-- Input records follows --

//! Error types for VISAGE
//!
//! Nothing inside a frame tick fails: missing channels, unknown expressions
//! and lost audio input are all silent no-ops. Errors only come out of the
//! setup surfaces (configuration, analyser construction, parsing).

use thiserror::Error;

/// Core VISAGE errors
#[derive(Error, Debug, Clone, PartialEq)]
pub enum VisageError {
    // Configuration errors
    #[error("Invalid config: {field} {reason}")]
    InvalidConfig { field: &'static str, reason: String },

    #[error("Config parse error: {0}")]
    ConfigParse(String),

    // Expression errors
    #[error("Unknown expression: {0}")]
    UnknownExpression(String),

    // Audio analysis errors
    #[error("Invalid FFT size {0}: must be a power of two in [32, 32768]")]
    InvalidFftSize(usize),

    #[error("Invalid decibel range: min {min} must be below max {max}")]
    InvalidDecibelRange { min: f32, max: f32 },

    // Runtime errors
    #[error("Telemetry init failed: {0}")]
    Telemetry(String),
}

impl VisageError {
    /// Shorthand for a config field violation
    pub fn invalid_config(field: &'static str, reason: impl Into<String>) -> Self {
        VisageError::InvalidConfig {
            field,
            reason: reason.into(),
        }
    }
}

/// Result type for VISAGE operations
pub type VisageResult<T> = Result<T, VisageError>;

#[cfg(test)]
mod tests {
    use super::*;

    #[test]
    fn test_error_display() {
        let err = VisageError::invalid_config("blink.rate", "must be in (0, 1]");
        assert_eq!(err.to_string(), "Invalid config: blink.rate must be in (0, 1]");

        let err = VisageError::InvalidFftSize(100);
        assert!(err.to_string().contains("100"));
    }
}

-- Input records concluded --

Try it:
From the records above, return each line that has the string "static".

Solved exercise:
    InvalidConfig { field: &'static str, reason: String },
    pub fn invalid_config(field: &'static str, reason: impl Into<String>) -> Self {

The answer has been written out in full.